# Saving material on the 942 ...



## cebbigh (Feb 27, 2005)

Does anyone know if it will possible to directly save material from a 942 to a 622 (like going from a 942 to pocketdish)? Is it currently possible to save from one 942 to another 942? Is dish still planning on introducing an expanded memory storage device (or have they already done it and I just missed it)?


----------



## Rob Glasser (Feb 22, 2005)

My understanding is the External Hard Drive feature is not ready yet for any receiver, 942, 622, etc ... Everything I've ready/heard to this point seems to indicate it will be paired with a specific receiver. Based on that I wouldn't count on being able to transfer content from a 942 to a 622, but who knows what will happen with the feature is enabled.
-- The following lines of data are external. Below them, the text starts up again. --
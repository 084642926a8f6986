//! Handler de sistema `latest_artifact_resolver`.
//!
//! Resolución pura de metadatos: selecciona los N artifacts `Live` más
//! recientes de un nodo productor y los registra como outputs de una
//! ejecución propia (estado `Cached`: no se produjo dato nuevo, sólo
//! linaje). Sin candidatos, el nodo no registra ejecución alguna.

use std::collections::BTreeMap;

use log::{debug, info};

use orch_core::{Execution, LaunchError, MetadataHandle, MetadataStore, NodeSpec, PipelineInfo,
                PropertyValue, RuntimeSpec, SystemNodeHandler};

use super::str_param;

pub const RESOLVED_OUTPUT_KEY: &str = "resolved";

/// Sin estado propio: la conexión de metadatos llega en cada `run`.
#[derive(Default)]
pub struct LatestArtifactResolver;

impl LatestArtifactResolver {
    pub fn new() -> Self {
        Self
    }
}

impl<M: MetadataStore> SystemNodeHandler<M> for LatestArtifactResolver {
    fn run(&self,
           metadata: &MetadataHandle<M>,
           node: &NodeSpec,
           _pipeline: &PipelineInfo,
           _runtime: &RuntimeSpec)
           -> Result<Option<Execution>, LaunchError> {
        let source_node = str_param(node, "source_node")?;
        let output_key = str_param(node, "output_key")?;
        let limit = match node.parameters.get("limit") {
            Some(PropertyValue::Int(n)) if *n > 0 => *n as usize,
            _ => 1,
        };

        metadata.with(|m| {
            let mut candidates = m.live_artifacts(&source_node, &output_key)?;
            if candidates.is_empty() {
                debug!("resolver '{}' found nothing under {}/{}", node.id, source_node, output_key);
                return Ok(None);
            }
            let keep_from = candidates.len().saturating_sub(limit);
            let selected = candidates.split_off(keep_from);
            info!("resolver '{}' selected {} artifact(s) from {}/{}",
                  node.id,
                  selected.len(),
                  source_node,
                  output_key);

            let contexts = m.prepare_contexts(&node.contexts)?;
            let execution =
                m.register_execution(&node.type_name, &contexts, &BTreeMap::new(), &node.parameters)?;
            let outputs = BTreeMap::from([(RESOLVED_OUTPUT_KEY.to_string(), selected)]);
            m.publish_cached_execution(execution.id, &contexts, &outputs)?;
            m.execution(execution.id)
        })
    }
}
It would be a very handy feature to have, but I'm sure there are a number of copy protection hurdles they would have to cross.


----------



## cebbigh (Feb 27, 2005)

Rob Glasser said:


> My understanding is the External Hard Drive feature is not ready yet for any receiver, 942, 622, etc ... Everything I've ready/heard to this point seems to indicate it will be paired with a specific receiver. Based on that I wouldn't count on being able to transfer content from a 942 to a 622, but who knows what will happen with the feature is enabled. It would be a very handy feature to have, but I'm sure there are a number of copy protection hurdles they would have to cross.


Thanks Rob. Kind of points me more towards keeping the 942 and getting in line early for the 622. Don't like the idea of losing my HD copies of the playoffs or the Superbowl.


----------



## foosnake (May 8, 2005)

Me too! Until I get through watching the 2003 season of "24" ON A&E, I don't want to start on the 2006 series. I've got to be caught up before I switch.:lol:


----------